Dicen que yo soy de Toledo. Y dicen también de ella que es la ciudad eterna. Me refiero a esa eternidad que uno percibe al saber que cuando nació ya estaba ahí, y que algún día, cuando ya muera, seguirá estando en el mismo lugar. Al menos eso se dice. O más que decir, se da por hecho, aunque no se diga. Y diría más, en caso de que alguien cuestionara esto que digo, sin evidencia alguna, sería señalado como candidato a ser uno de los inquilinos del “Hospital del Nuncio Nuevo”, donde dan sustento físico a todos aquellos que se atreven a cuestionar esas cosas que no se dicen porque se dan por ciertas. Ya advertía Avellaneda en su Quijote apócrifo que el hidalgo caballero ingresaría en dichas dependencias para curar de la enfermedad del juicio.
Y digo que no hay evidencias porque ninguno de los vecinos de mi ciudad conoce, ni ha mantenido relación con esas gentes que, o no han nacido todavía o ya murieron. Bueno, a decir verdad, si alguien hubiera dicho que ha mantenido algún tipo de contacto con esos testigos en potencia, serían ingresados en las dependencias del edificio del que os hablo.

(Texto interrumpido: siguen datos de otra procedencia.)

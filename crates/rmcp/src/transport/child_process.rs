//! Spawns an MCP server as a child process and talks to it over its
//! stdin/stdout, framed the same way as [`super::io::stdio`].
//!
//! The child is spawned into its own process group via [`process_wrap`] so
//! that dropping (or explicitly killing) the [`TokioChildProcess`] tears down
//! any grandchildren it spawned too - a bare `tokio::process::Child::kill`
//! only kills the direct child, leaving orphans behind.

use std::process::Stdio;

use process_wrap::tokio::{ProcessGroup, TokioChildWrapper, TokioCommandWrap};
use tokio::process::{ChildStdin, ChildStdout};

use super::async_rw::into_transport;

/// A running child process, framed as an MCP transport over its piped
/// stdin/stdout.
///
/// Dropping this kills the child's whole process group. Use
/// [`TokioChildProcess::id`] to inspect the child's PID, or
/// [`TokioChildProcess::wait`] to await its exit without killing it first.
pub struct TokioChildProcess {
    child: Box<dyn TokioChildWrapper>,
}

impl TokioChildProcess {
    /// Spawns `command` with stdin/stdout piped and stderr inherited (so the
    /// child's diagnostics land on this process's stderr rather than being
    /// silently swallowed), and returns the child together with the
    /// `(Sink, Stream)` pair framing its stdio as MCP messages.
    pub fn new<Rx, Tx>(
        mut command: tokio::process::Command,
    ) -> std::io::Result<(
        Self,
        (
            impl futures::Sink<Tx, Error = std::io::Error> + Send,
            impl futures::Stream<Item = Rx> + Send,
        ),
    )>
    where
        Rx: serde::de::DeserializeOwned + Send + 'static,
        Tx: serde::Serialize + Send + 'static,
    {
        command
            .stdin(Stdio::piped())
            .stdout(Stdio::piped())
            .stderr(Stdio::inherit());

        let mut wrapped = TokioCommandWrap::from(command);
        wrapped.wrap(ProcessGroup::leader());
        let mut child = wrapped.spawn()?;

        let stdin: ChildStdin = child
            .stdin()
            .take()
            .ok_or_else(|| std::io::Error::other("child process stdin was not piped"))?;
        let stdout: ChildStdout = child
            .stdout()
            .take()
            .ok_or_else(|| std::io::Error::other("child process stdout was not piped"))?;

        let transport = into_transport(stdout, stdin);
        Ok((Self { child }, transport))
    }

    /// The OS process ID of the child, if it's still running.
    pub fn id(&self) -> Option<u32> {
        self.child.id()
    }

    /// Waits for the child to exit without killing it.
    pub async fn wait(&mut self) -> std::io::Result<std::process::ExitStatus> {
        self.child.wait().await
    }

    /// Kills the child's entire process group.
    pub async fn kill(&mut self) -> std::io::Result<()> {
        self.child.start_kill()?;
        self.child.wait().await.map(|_| ())
    }
}

impl Drop for TokioChildProcess {
    fn drop(&mut self) {
        if let Err(error) = self.child.start_kill() {
            tracing::warn!(%error, "failed to kill child process on drop");
        }
    }
}

#[cfg(feature = "which-command")]
/// Resolves `command` on `PATH` before spawning - useful when the command
/// name alone (`"npx"`, `"uvx"`) is ambiguous about which installation will
/// actually run, and you want a clear error up front rather than an opaque
/// "No such file or directory" from `exec`.
pub fn resolve_command(command: &str) -> std::io::Result<std::path::PathBuf> {
    which::which(command).map_err(std::io::Error::other)
}
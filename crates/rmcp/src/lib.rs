#![cfg_attr(docsrs, feature(doc_cfg))]
#![cfg_attr(docsrs, allow(unused_attributes))]
#![doc = include_str!("../README.md")]

mod error;
#[allow(deprecated)]
pub use error::{Error, ErrorData, RmcpError};

/// Basic data types in MCP specification
pub mod model;
#[cfg(any(feature = "client", feature = "server"))]
pub mod service;
#[cfg(feature = "client")]
pub use handler::client::ClientHandler;
#[cfg(feature = "server")]
pub use handler::server::ServerHandler;
#[cfg(feature = "server")]
pub use handler::server::wrapper::Json;
#[cfg(any(feature = "client", feature = "server"))]
pub use service::{Peer, Service, ServiceError, ServiceExt};
#[cfg(feature = "client")]
pub use service::{RoleClient, serve_client};
#[cfg(feature = "server")]
pub use service::{RoleServer, serve_server};

pub mod handler;
#[cfg(feature = "server")]
pub mod task_manager;
#[cfg(any(feature = "client", feature = "server"))]
pub mod transport;

// re-export
#[cfg(all(feature = "macros", feature = "server"))]
pub use pastey::paste;
#[cfg(all(feature = "macros", feature = "server"))]
pub use rmcp_macros::*;
#[cfg(any(feature = "server", feature = "schemars"))]
pub use schemars;
#[cfg(feature = "macros")]
pub use serde;
#[cfg(feature = "macros")]
pub use serde_json;
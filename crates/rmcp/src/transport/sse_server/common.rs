use std::{net::SocketAddr, sync::Arc, time::Duration};

use tokio_util::sync::CancellationToken;

pub type SessionId = Arc<str>;

pub fn session_id() -> SessionId {
    uuid::Uuid::new_v4().to_string().into()
}

#[derive(Debug, Clone)]
pub struct SseServerConfig {
    pub bind: SocketAddr,
    pub sse_path: String,
    pub post_path: String,
    pub ct: CancellationToken,
    pub sse_keep_alive: Option<Duration>,
}

pub const DEFAULT_AUTO_PING_INTERVAL: Duration = Duration::from_secs(15);
pub struct SseServerTransport {
    stream: ReceiverStream<RxJsonRpcMessage<RoleServer>>,
    sink: PollSender<TxJsonRpcMessage<RoleServer>>,
    session_id: SessionId,
    tx_store: TxStore,
}

impl Sink<TxJsonRpcMessage<RoleServer>> for SseServerTransport {
    type Error = io::Error;

    fn poll_ready(
        mut self: std::pin::Pin<&mut Self>,
        cx: &mut std::task::Context<'_>,
    ) -> std::task::Poll<Result<(), Self::Error>> {
        self.sink
            .poll_ready_unpin(cx)
            .map_err(std::io::Error::other)
    }

    fn start_send(
        mut self: std::pin::Pin<&mut Self>,
        item: TxJsonRpcMessage<RoleServer>,
    ) -> Result<(), Self::Error> {
        self.sink
            .start_send_unpin(item)
            .map_err(std::io::Error::other)
    }

    fn poll_flush(
        mut self: std::pin::Pin<&mut Self>,
        cx: &mut std::task::Context<'_>,
    ) -> std::task::Poll<Result<(), Self::Error>> {
        self.sink
            .poll_flush_unpin(cx)
            .map_err(std::io::Error::other)
    }

    fn poll_close(
        mut self: std::pin::Pin<&mut Self>,
        cx: &mut std::task::Context<'_>,
    ) -> std::task::Poll<Result<(), Self::Error>> {
        let inner_close_result = self
            .sink
            .poll_close_unpin(cx)
            .map_err(std::io::Error::other);
        if inner_close_result.is_ready() {
            let session_id = self.session_id.clone();
            let tx_store = self.tx_store.clone();
            tokio::spawn(async move {
                tx_store.write().await.remove(&session_id);
            });
        }
        inner_close_result
    }
}

impl Stream for SseServerTransport {
    type Item = RxJsonRpcMessage<RoleServer>;

    fn poll_next(
        mut self: std::pin::Pin<&mut Self>,
        cx: &mut std::task::Context<'_>,
    ) -> std::task::Poll<Option<Self::Item>> {
        use futures::StreamExt;
        self.stream.poll_next_unpin(cx)
    }
}

#[derive(Debug)]
pub struct SseServer {
    transport_rx: tokio::sync::mpsc::UnboundedReceiver<SseServerTransport>,
    pub config: SseServerConfig,
}

impl SseServer {
    pub async fn serve(bind: SocketAddr) -> io::Result<Self> {
        Self::serve_with_config(SseServerConfig {
            bind,
            sse_path: "/sse".to_string(),
            post_path: "/message".to_string(),
            ct: CancellationToken::new(),
            sse_keep_alive: None,
        })
        .await
    }
    pub async fn serve_with_config(mut config: SseServerConfig) -> io::Result<Self> {
        let listener = tokio::net::TcpListener::bind(config.bind).await?;
        // Update config with actual bound address (important when port is 0)
        config.bind = listener.local_addr()?;
        let (sse_server, service) = Self::new(config);
        let ct = sse_server.config.ct.child_token();
        let server = axum::serve(listener, service).with_graceful_shutdown(async move {
            ct.cancelled().await;
            tracing::info!("sse server cancelled");
        });
        tokio::spawn(
            async move {
                if let Err(e) = server.await {
                    tracing::error!(error = %e, "sse server shutdown with error");
                }
            }
            .instrument(tracing::info_span!("sse-server", bind_address = %sse_server.config.bind)),
        );
        Ok(sse_server)
    }

    pub fn new(config: SseServerConfig) -> (SseServer, Router) {
        let (app, transport_rx) = App::new(
            config.post_path.clone(),
            config.sse_keep_alive.unwrap_or(DEFAULT_AUTO_PING_INTERVAL),
        );
        let router = Router::new()
            .route(&config.sse_path, get(sse_handler))
            .route(&config.post_path, post(post_event_handler))
            .with_state(app);

        let server = SseServer {
            transport_rx,
            config,
        };

        (server, router)
    }

    pub fn with_service<S, F>(mut self, service_provider: F) -> CancellationToken
    where
        S: Service<RoleServer>,
        F: Fn() -> S + Send + 'static,
    {
        use crate::service::ServiceExt;
        let ct = self.config.ct.clone();
        tokio::spawn(async move {
            while let Some(transport) = self.next_transport().await {
                let service = service_provider();
                let ct = self.config.ct.child_token();
                tokio::spawn(async move {
                    let server = service
                        .serve_with_ct(transport, ct)
                        .await
                        .map_err(std::io::Error::other)?;
                    server.waiting().await?;
                    tokio::io::Result::Ok(())
                });
            }
        });
        ct
    }

    /// This allows you to skip the initialization steps for incoming request.
    pub fn with_service_directly<S, F>(mut self, service_provider: F) -> CancellationToken
    where
        S: Service<RoleServer>,
        F: Fn() -> S + Send + 'static,
    {
        let ct = self.config.ct.clone();
        tokio::spawn(async move {
            while let Some(transport) = self.next_transport().await {
                let service = service_provider();
                let ct = self.config.ct.child_token();
                tokio::spawn(async move {
                    let server = serve_directly_with_ct(service, transport, None, ct);
                    server.waiting().await?;
                    tokio::io::Result::Ok(())
                });
            }
        });
        ct
    }

    pub fn cancel(&self) {
        self.config.ct.cancel();
    }

    pub async fn next_transport(&mut self) -> Option<SseServerTransport> {
        self.transport_rx.recv().await
    }
}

Algunos dicen que todavía tienen relación con personas que se fueron y dejaron aquí algo, pero esta afirmación se ve comprometida por el hecho de que no haya nadie que diga que mantiene contacto o relación con alguien que todavía no ha llegado.
¿Sería demasiado insolente pensar que, justo antes de irrumpir en esta, la que dicen que es mi ciudad, alguien o algo hubiera creado un escenario apropiado para mi estancia, mediante algún mecanismo sencillo, similar al de una bomba nuclear que todo lo destruye pero al revés, que todo lo construye? Solo habría que pensar al contrario de cómo lo hace el hombre. Si ha sido posible razonar en una dirección, también sería factible hacerlo en dirección contraria. Algo así como cambiar el signo de los factores de la ecuación.
Lo cierto es que se supone que habito en Toledo. Y hasta podría atreverme a afirmar que es mi ciudad. O que yo soy de aquí, lo que le confiere un aire de solmene eternidad. Les podría describir este lugar como un conjunto histórico artístico que cuenta con un patrimonio inventariado de ciento diez BIC, bienes de interés cultural. Y que fue designada ciudad “Patrimonio de la Humanidad” en 1.986 por la UNESCO en una declaración en la que se le adjudicó el 379 como número de identificación.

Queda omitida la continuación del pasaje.